Creating a model wrapper#

To create a model wrapper, you will create a child class of boa’s BaseWrapper class. BaseWrapper defines the core functions that must be defined in your model wrapper:

load_config(): Defines how to load the configuration file for the experiment. There is a default version of this function that can be used.
write_configs(): Defines how to write configurations for the model.

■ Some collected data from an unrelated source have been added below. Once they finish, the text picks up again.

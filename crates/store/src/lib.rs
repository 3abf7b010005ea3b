//! The node-store external collaborator: a content-addressed map from node
//! hash to encoded node bytes, plus auxiliary maps for roots-by-version,
//! orphans-by-version, and fast-path entries. Exposes atomic batch commit.
#![cfg_attr(
    not(test),
    deny(
        clippy::unwrap_used,
        clippy::expect_used,
        clippy::panic,
        clippy::indexing_slicing
    )
)]

pub mod cached;
pub mod fast_node;
pub mod memory;
pub mod redb_store;
mod root_entry;
mod traits;

pub use cached::CachedNodeStore;
pub use fast_node::FastNode;
pub use memory::MemoryNodeStore;
pub use redb_store::RedbNodeStore;
pub use root_entry::RootEntry;
pub use traits::{NodeBatch, NodeHash, NodeStore};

This is needed so that boa can pass the parameters it generates in each trial to the model.
run_model(): Defines how to run the model.
set_trial_status(): Defines how to determine the status of a trial (i.e., if the model run is completed, still running, failed, etc).
fetch_trial_data(): Retrieves the trial data and prepares it for the metric(s) used in the objective function.

Apart from these core functions, your model wrapper can have additional functions as needed (for example, to help with formatting or scaling model outputs, )

See FETCH3’s Wrapper for an example.

Example wrapper functions#

The `write_configs` function#

This function is usually used to write out the configurations files used in an individual optimization trial run, or to dynamically write a run script to start an optimization trial run.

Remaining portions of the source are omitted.